Je me souviens qu'il s'était ingénié à impliquer concrètement les deux chefs d'orchestre dans le développement de la mise en scène - à certains moments où il pensait utile de les faire entrer en contact explicitement avec les chanteurs, bref à les faire jouer - et que le premier d'entre eux avait abandonné toutes ses recommandations, une fois le spectacle présenté au public.

Je me souviens qu'il avait porté une grande attention au livret de Schikaneder dont il a mis en scène tous les monologues et dialogues avec un soin extrême.

Je me souviens que, bien des années après Genève, lorsqu'il avait repris le spectacle à l'Opéra Garnier à Paris, il m'avait dit, avec un plaisir malicieux, avoir insisté encore plus sur la stupidité arrogante et patriarcale de Sarastro.

Je me souviens qu'il avait d'emblée mis de côté l'interprétation maçonnique qui lui apparaissait comme réductrice, ridicule et aliénante.

Je me souviens qu'il était heureux d'avoir réussi à intégrer le dernier chœur comme partie prenante des saluts du spectacle. Ainsi la morale de cette fable, qui lui semblait fort discutable, était en quelque sorte dissoute dans le rituel de la machinerie opératique. Sarastro et les prêtres saluant le public tout en concluant leur chant.

Je me souviens que jamais il n'aurait pu mettre en scène cet opéra, avec un tel sens des enjeux et des situations, s'il n'avait pas auparavant travaillé Molière, Brecht, Shakespeare, Aristophane, Sophocle, Schwartz et Gozzi.

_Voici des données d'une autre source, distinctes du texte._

use libtracer::{ExprId, Value};

use crate::diag::{Level, Warning};
use crate::ingest::SymbolicWriteMap;
use crate::stack::{stack_control, StackControlPolicy};
use crate::test_fixture::{RecordingSink, ScriptedCrashState};

fn state_with_sp(sp: u64) -> ScriptedCrashState {
    ScriptedCrashState::new().with_stack_pointer(Value::Concrete(sp))
}

#[test]
fn region_above_stack_pointer_reported_unchanged() {
    let writes: SymbolicWriteMap = [(0x1000, 16)].into_iter().collect();
    let sink = RecordingSink::new();

    let control = stack_control(
        &state_with_sp(0x200),
        &writes,
        StackControlPolicy::Exclusive,
        &sink,
    );

    assert_eq!(control, [(0x1000, 16)].into_iter().collect());
}

#[test]
fn region_spanning_stack_pointer_clipped_and_rekeyed() {
    let writes: SymbolicWriteMap = [(0x1000, 16)].into_iter().collect();
    let sink = RecordingSink::new();

    let control = stack_control(
        &state_with_sp(0x1008),
        &writes,
        StackControlPolicy::Exclusive,
        &sink,
    );

    assert_eq!(control, [(0x1008, 8)].into_iter().collect());
}

#[test]
fn region_below_stack_pointer_excluded() {
    let writes: SymbolicWriteMap = [(0x1000, 16)].into_iter().collect();
    let sink = RecordingSink::new();

    let control = stack_control(
        &state_with_sp(0x1020),
        &writes,
        StackControlPolicy::Exclusive,
        &sink,
    );

    assert!(control.is_empty());
}

#[test]
fn region_starting_at_stack_pointer_kept_whole() {
    let writes: SymbolicWriteMap = [(0x1000, 16)].into_iter().collect();
    let sink = RecordingSink::new();

    let control = stack_control(
        &state_with_sp(0x1000),
        &writes,
        StackControlPolicy::Exclusive,
        &sink,
    );

    assert_eq!(control, [(0x1000, 16)].into_iter().collect());
}

#[test]
fn region_ending_exactly_at_stack_pointer() {
    let writes: SymbolicWriteMap = [(0x1000, 16)].into_iter().collect();
    let sink = RecordingSink::new();
    let state = state_with_sp(0x1010);

    let exclusive = stack_control(&state, &writes, StackControlPolicy::Exclusive, &sink);
    assert!(exclusive.is_empty());

    // The historical condition admits the zero-length clip
    let overlapping = stack_control(&state, &writes, StackControlPolicy::Overlapping, &sink);
    assert_eq!(overlapping, [(0x1010, 0)].into_iter().collect());
}

#[test]
fn overlapping_policy_reports_high_regions_twice() {
    let writes: SymbolicWriteMap = [(0x1000, 16)].into_iter().collect();
    let sink = RecordingSink::new();

    let control = stack_control(
        &state_with_sp(0x200),
        &writes,
        StackControlPolicy::Overlapping,
        &sink,
    );

    assert_eq!(control, [(0x1000, 16), (0x200, 0xe10)].into_iter().collect());
}

#[test]
fn clips_colliding_at_stack_pointer_keep_the_longest() {
    let writes: SymbolicWriteMap = [(0x1000, 16), (0x1004, 32)].into_iter().collect();
    let sink = RecordingSink::new();

    let control = stack_control(
        &state_with_sp(0x1008),
        &writes,
        StackControlPolicy::Exclusive,
        &sink,
    );

    assert_eq!(control, [(0x1008, 0x1c)].into_iter().collect());
}

#[test]
fn mixed_regions_partition_around_the_stack_pointer() {
    let writes: SymbolicWriteMap = [(0x0500, 8), (0x1000, 16), (0x2000, 4)].into_iter().collect();
    let sink = RecordingSink::new();

    let control = stack_control(
        &state_with_sp(0x1008),
        &writes,
        StackControlPolicy::Exclusive,
        &sink,
    );

    assert_eq!(control, [(0x1008, 8), (0x2000, 4)].into_iter().collect());
}

#[test]
fn region_end_saturates_at_the_address_space_limit() {
    let sp = u64::MAX - 8;
    let writes: SymbolicWriteMap = [(sp, 0x10)].into_iter().collect();
    let sink = RecordingSink::new();

    let control = stack_control(
        &state_with_sp(sp),
        &writes,
        StackControlPolicy::Exclusive,
        &sink,
    );

    assert_eq!(control, [(sp, 8)].into_iter().collect());
}

#[test]
fn symbolic_stack_pointer_yields_empty_map_and_warning() {
    let state =
        ScriptedCrashState::new().with_stack_pointer(Value::Symbolic(ExprId::new(0)));
    let writes: SymbolicWriteMap = [(0x1000, 16)].into_iter().collect();
    let sink = RecordingSink::new();

    let control = stack_control(&state, &writes, StackControlPolicy::Exclusive, &sink);

    assert!(control.is_empty());
    assert_eq!(
        sink.messages(),
        vec![(Level::Warn, Warning::SymbolicStackPointer.to_string())]
    );
}
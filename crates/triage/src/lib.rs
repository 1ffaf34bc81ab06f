//! This crate decides whether a recorded crash looks exploitable and reports which memory the
//! crashing input controls at the fault.
//!
//! A replay backend implementing [libtracer::Tracer] drives the input back to its fault and hands
//! over the terminal pair: the actions recorded along the path in and the machine state at the
//! fault itself. A [session::CrashTriage] built from it ingests the path trace into a
//! [ingest::SymbolicWriteMap], classifies the crash with an ordered decision procedure, and
//! projects input-controlled bytes onto the stack on demand.
//!
//! ### Diagnostics
//!
//! Messages flow through the [diag::DiagnosticSink] injected per session; the default
//! [diag::TracingSink] hands them to the `tracing` subscriber. Precision losses additionally
//! aggregate as [diag::Warning] values on the session itself, so callers can judge how much to
//! trust a verdict without parsing log output.

/// Decision procedure and crash classes.
pub mod classify;

/// Diagnostic sink, levels, and degraded-precision warnings.
pub mod diag;

/// Path-trace ingest into the symbolic write map.
pub mod ingest;

/// Triage session tying replay, ingest, classification, and stack control together.
pub mod session;

/// Projection of the write map onto the stack of the terminal state.
pub mod stack;

/// Scripted tracer and sink implementations for tests and benchmarks.
pub mod test_fixture;

#[cfg(test)]
mod tests;
mod stack;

Je me souviens de sa colère froide et affligée dès le moment où les répétitions avec orchestre ont commencé.

Je me souviens le voir comme face à un continent poétique, sensuel et musical (son travail avec les artistes et artisans) qui disparaitrait, comme une Atlantide, sous les glaces et les ors du conformisme.

Je me souviens l'avoir entendu dire : plus jamais ça !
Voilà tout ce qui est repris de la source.